[MATERIAL FOR THIS TASK — start]

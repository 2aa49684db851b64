//! Tool registry with schema-validated dispatch.
//!
//! Each tool performs one side-effecting operation. Dispatch is by
//! declared name, with arguments validated against the tool's JSON Schema
//! before invocation — the reasoning loop never pattern-matches free text
//! to pick a tool. Tool failures come back as tagged
//! [`ToolOutcome`](crate::core::types::ToolOutcome)s, never as errors or
//! panics.

use std::collections::BTreeMap;

use serde::Serialize;
use serde_json::Value;
use tracing::{debug, warn};

use crate::core::types::ToolOutcome;
use crate::model::validate_schema;

pub mod fix;
pub mod github;

/// Specs of the six built-in tools, without constructing any of them.
pub fn builtin_specs() -> Vec<ToolSpec> {
    vec![
        github::ListFilesTool::spec(),
        github::ReadFileTool::spec(),
        github::CreateBranchTool::spec(),
        github::UpdateFileTool::spec(),
        github::CreatePullRequestTool::spec(),
        fix::spec(),
    ]
}

/// Declared interface of a tool.
#[derive(Debug, Clone, Serialize)]
pub struct ToolSpec {
    /// Dispatch name, unique within a registry.
    pub name: String,
    /// One-line description shown to the model.
    pub description: String,
    /// JSON Schema for the arguments object.
    pub parameters: Value,
}

/// A side-effecting operation exposed to the reasoning loop.
pub trait Tool {
    fn spec(&self) -> ToolSpec;

    /// Invoke with arguments already validated against [`ToolSpec::parameters`].
    ///
    /// Failures are returned as `ok = false` outcomes so the loop can feed
    /// them back to the model as observations.
    fn invoke(&self, args: &Value) -> ToolOutcome;
}

/// Name-keyed collection of tools for one run.
///
/// Keyed by a `BTreeMap` so listings are deterministic.
#[derive(Default)]
pub struct ToolRegistry {
    tools: BTreeMap<String, Box<dyn Tool>>,
}

impl ToolRegistry {
    pub fn new() -> Self {
        Self::default()
    }

    /// Register a tool under its declared name, replacing any previous
    /// tool with the same name.
    pub fn register(&mut self, tool: Box<dyn Tool>) {
        let spec = tool.spec();
        self.tools.insert(spec.name, tool);
    }

    /// Declared specs of all registered tools, in name order.
    pub fn specs(&self) -> Vec<ToolSpec> {
        self.tools.values().map(|tool| tool.spec()).collect()
    }

    /// Registered tool names, in order.
    pub fn names(&self) -> Vec<String> {
        self.tools.keys().cloned().collect()
    }

    pub fn is_empty(&self) -> bool {
        self.tools.is_empty()
    }

    /// Validate arguments and dispatch to the named tool.
    ///
    /// Unknown names and schema violations come back as failed outcomes so
    /// the model can correct itself on the next turn.
    pub fn dispatch(&self, name: &str, args: &Value) -> ToolOutcome {
        let Some(tool) = self.tools.get(name) else {
            warn!(tool = name, "unknown tool requested");
            return ToolOutcome::failure(format!("unknown tool '{name}'"));
        };
        let spec = tool.spec();
        if let Err(err) = validate_schema(args, &spec.parameters) {
            warn!(tool = name, "tool arguments rejected");
            return ToolOutcome::failure(format!("invalid arguments for '{name}': {err:#}"));
        }
        debug!(tool = name, "dispatching tool");
        tool.invoke(args)
    }
}

#[cfg(test)]
mod tests {
    use super::*;
    use serde_json::json;

    struct EchoTool;

    impl Tool for EchoTool {
        fn spec(&self) -> ToolSpec {
            ToolSpec {
                name: "echo".to_string(),
                description: "echo the message back".to_string(),
                parameters: json!({
                    "type": "object",
                    "properties": {"message": {"type": "string"}},
                    "required": ["message"],
                    "additionalProperties": false
                }),
            }
        }

        fn invoke(&self, args: &Value) -> ToolOutcome {
            ToolOutcome::success(args["message"].as_str().unwrap_or_default())
        }
    }

    fn registry() -> ToolRegistry {
        let mut registry = ToolRegistry::new();
        registry.register(Box::new(EchoTool));
        registry
    }

    #[test]
    fn dispatch_runs_registered_tool() {
        let outcome = registry().dispatch("echo", &json!({"message": "hi"}));
        assert!(outcome.ok);
        assert_eq!(outcome.message, "hi");
    }

    #[test]
    fn dispatch_rejects_unknown_tool() {
        let outcome = registry().dispatch("nope", &json!({}));
        assert!(!outcome.ok);
        assert!(outcome.message.contains("unknown tool 'nope'"));
    }

    #[test]
    fn dispatch_rejects_invalid_arguments() {
        let outcome = registry().dispatch("echo", &json!({"message": 7}));
        assert!(!outcome.ok);
        assert!(outcome.message.contains("invalid arguments"));
    }

    #[test]
    fn specs_are_listed_in_name_order() {
        struct Named(&'static str);
        impl Tool for Named {
            fn spec(&self) -> ToolSpec {
                ToolSpec {
                    name: self.0.to_string(),
                    description: String::new(),
                    parameters: json!({"type": "object"}),
                }
            }
            fn invoke(&self, _args: &Value) -> ToolOutcome {
                ToolOutcome::success("")
            }
        }

        let mut registry = ToolRegistry::new();
        registry.register(Box::new(Named("zeta")));
        registry.register(Box::new(Named("alpha")));

        assert_eq!(registry.names(), vec!["alpha".to_string(), "zeta".to_string()]);
    }
}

[MATERIAL FOR THIS TASK — finish]

- _PROBLEM TO WORK ON_:
Every entry is to be transcribed exactly as it stands.

- _RESPONSE TO THE TASK_:
repository 2aa49684db851b64
//! Tool registry with schema-validated dispatch.
//!
//! Each tool performs one side-effecting operation. Dispatch is by
//! declared name, with arguments validated against the tool's JSON Schema
//! before invocation — the reasoning loop never pattern-matches free text
//! to pick a tool. Tool failures come back as tagged
//! [`ToolOutcome`](crate::core::types::ToolOutcome)s, never as errors or
//! panics.

use std::collections::BTreeMap;

use serde::Serialize;
use serde_json::Value;
use tracing::{debug, warn};

use crate::core::types::ToolOutcome;
use crate::model::validate_schema;

pub mod fix;
pub mod github;

/// Specs of the six built-in tools, without constructing any of them.
pub fn builtin_specs() -> Vec<ToolSpec> {
    vec![
        github::ListFilesTool::spec(),
        github::ReadFileTool::spec(),
        github::CreateBranchTool::spec(),
        github::UpdateFileTool::spec(),
        github::CreatePullRequestTool::spec(),
        fix::spec(),
    ]
}

/// Declared interface of a tool.
#[derive(Debug, Clone, Serialize)]
pub struct ToolSpec {
    /// Dispatch name, unique within a registry.
    pub name: String,
    /// One-line description shown to the model.
    pub description: String,
    /// JSON Schema for the arguments object.
    pub parameters: Value,
}

/// A side-effecting operation exposed to the reasoning loop.
pub trait Tool {
    fn spec(&self) -> ToolSpec;

    /// Invoke with arguments already validated against [`ToolSpec::parameters`].
    ///
    /// Failures are returned as `ok = false` outcomes so the loop can feed
    /// them back to the model as observations.
    fn invoke(&self, args: &Value) -> ToolOutcome;
}

/// Name-keyed collection of tools for one run.
///
/// Keyed by a `BTreeMap` so listings are deterministic.
#[derive(Default)]
pub struct ToolRegistry {
    tools: BTreeMap<String, Box<dyn Tool>>,
}

impl ToolRegistry {
    pub fn new() -> Self {
        Self::default()
    }

    /// Register a tool under its declared name, replacing any previous
    /// tool with the same name.
    pub fn register(&mut self, tool: Box<dyn Tool>) {
        let spec = tool.spec();
        self.tools.insert(spec.name, tool);
    }

    /// Declared specs of all registered tools, in name order.
    pub fn specs(&self) -> Vec<ToolSpec> {
        self.tools.values().map(|tool| tool.spec()).collect()
    }

    /// Registered tool names, in order.
    pub fn names(&self) -> Vec<String> {
        self.tools.keys().cloned().collect()
    }

    pub fn is_empty(&self) -> bool {
        self.tools.is_empty()
    }

    /// Validate arguments and dispatch to the named tool.
    ///
    /// Unknown names and schema violations come back as failed outcomes so
    /// the model can correct itself on the next turn.
    pub fn dispatch(&self, name: &str, args: &Value) -> ToolOutcome {
        let Some(tool) = self.tools.get(name) else {
            warn!(tool = name, "unknown tool requested");
            return ToolOutcome::failure(format!("unknown tool '{name}'"));
        };
        let spec = tool.spec();
        if let Err(err) = validate_schema(args, &spec.parameters) {
            warn!(tool = name, "tool arguments rejected");
            return ToolOutcome::failure(format!("invalid arguments for '{name}': {err:#}"));
        }
        debug!(tool = name, "dispatching tool");
        tool.invoke(args)
    }
}

#[cfg(test)]
mod tests {
    use super::*;
    use serde_json::json;

    struct EchoTool;

    impl Tool for EchoTool {
        fn spec(&self) -> ToolSpec {
            ToolSpec {
                name: "echo".to_string(),
                description: "echo the message back".to_string(),
                parameters: json!({
                    "type": "object",
                    "properties": {"message": {"type": "string"}},
                    "required": ["message"],
                    "additionalProperties": false
                }),
            }
        }

        fn invoke(&self, args: &Value) -> ToolOutcome {
            ToolOutcome::success(args["message"].as_str().unwrap_or_default())
        }
    }

    fn registry() -> ToolRegistry {
        let mut registry = ToolRegistry::new();
        registry.register(Box::new(EchoTool));
        registry
    }

    #[test]
    fn dispatch_runs_registered_tool() {
        let outcome = registry().dispatch("echo", &json!({"message": "hi"}));
        assert!(outcome.ok);
        assert_eq!(outcome.message, "hi");
    }

    #[test]
    fn dispatch_rejects_unknown_tool() {
        let outcome = registry().dispatch("nope", &json!({}));
        assert!(!outcome.ok);
        assert!(outcome.message.contains("unknown tool 'nope'"));
    }

    #[test]
    fn dispatch_rejects_invalid_arguments() {
        let outcome = registry().dispatch("echo", &json!({"message": 7}));
        assert!(!outcome.ok);
        assert!(outcome.message.contains("invalid arguments"));
    }

    #[test]
    fn specs_are_listed_in_name_order() {
        struct Named(&'static str);
        impl Tool for Named {
            fn spec(&self) -> ToolSpec {
                ToolSpec {
                    name: self.0.to_string(),
                    description: String::new(),
                    parameters: json!({"type": "object"}),
                }
            }
            fn invoke(&self, _args: &Value) -> ToolOutcome {
                ToolOutcome::success("")
            }
        }

        let mut registry = ToolRegistry::new();
        registry.register(Box::new(Named("zeta")));
        registry.register(Box::new(Named("alpha")));

        assert_eq!(registry.names(), vec!["alpha".to_string(), "zeta".to_string()]);
    }
}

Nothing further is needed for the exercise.